No one has the kind of Utopian government run system that the American left dreams about.
Public hospitals have strict means testing with subsidies ranging from 40% to 80% of the bill for the poor.
Anyone can use the public hospitals (owned and operated by the government) and most do because the cost is lower. Government health care delivery competes with the private sector and acts as a control on prices.
You are making things up again, which is why I refuse to engage you in a conversation any longer.
No, I'm not making it up, you just don't bother to read; not on your own and not the links I've provided in the past.
One more time:
# "The private healthcare system competes with the public healthcare, which helps contain prices in both directions. Private medical insurance is also available."
...
# The government pays for "basic healthcare services... subject to tight expenditure control." Bottom line: The government pays 80% of "basic public healthcare services."
Conservatives are right: Singaporeans have the kind of "skin in the game" that promotes prudence.
But that's only half the story. There's also a massive public role. For starters, adequate savings for retirement and health expenses are mandated by government (employees must sock away 20 percent of earnings each year, to which employers add 13 percent). Public hospitals provide 80 percent of the acute care, setting affordable pricing benchmarks with which private providers compete. Supply-side rules that favor training new family doctors over pricey specialists are more extensive than similar notions Hillary Clinton pushed in the '90s. And in Singapore, if a child is obese, they don't get Rose Garden exhortations from the first lady. They get no lunch and mandatory exercise periods during school.
Right, and Singapore censors the media and "cains" people who chew gum.
Don't believe anything you read in the American press about Singapore.
I've been to Singapore many times. My company has an office there. We do business with the Singapore Hospital Authority.
Yes Singapore has government hospitals. So does the U.S. They are called County Hospitals. My two sisters were born in a county hospital. They existed long before the federal government ruined our healthcare system. I've told you this dozens of times before, but it just doesn't sink in.
No, the government does NOT pay for basic health services in Singapore. The government pays about 30% of healthcare expenditures, compared to about 50% in the U.S. No matter what your income level is, you have to pay part of the bill yourself out of your medical savings account. You are required to save money for healthcare.
The reason prices are low in Singapore is primary due to people having to pay their own bills, just like you pay your own grocery bill. Singapore created a nation of healthcare shoppers, while the U.S. created a nation of people who leech off of the productive part of the economy.
You have no real world experience. You Google something and post the first piece of garbage that fits your preconceived notions.
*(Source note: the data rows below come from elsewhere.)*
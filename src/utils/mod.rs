//! Common utilities and helper functions
//!
//! This module provides shared utilities used across the application.

pub mod error;
pub mod retry;

/// Truncate text to a maximum length (on a char boundary)
pub fn truncate_text(text: &str, max_len: usize) -> String {
    if text.len() <= max_len {
        return text.to_string();
    }

    let mut end = max_len.saturating_sub(3);
    while end > 0 && !text.is_char_boundary(end) {
        end -= 1;
    }
    format!("{}...", &text[..end])
}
This is why I am not going to respond to you any longer.
I've been to Singapore many times. My company has an office there. We do business with the Singapore Hospital Authority.
I've been to India, and even been a patient in India, in addition I was given a private tour of Indian health care facilities guided by the head of Department of Medical Health and Family Welfare in the state of Uttar Pradesh but I'm smart enough to know that that doesn't make me an expert on Indian health care.
BTW, I have experience with Egyptian health care too.
I've been to India, and even been a patient in India, in addition I was given a private tour of Indian health care facilities guided by the head of Department of Medical Health and Family Welfare in the state of Uttar Pradesh but I'm smart enough to know that that doesn't make me an expert on Indian health care.
But I am a consultant who does business with these people. We have a huge focus on healthcare. We are paid to help our customers turn their challenges into opportunities through the proper and cost effective adoption of technology.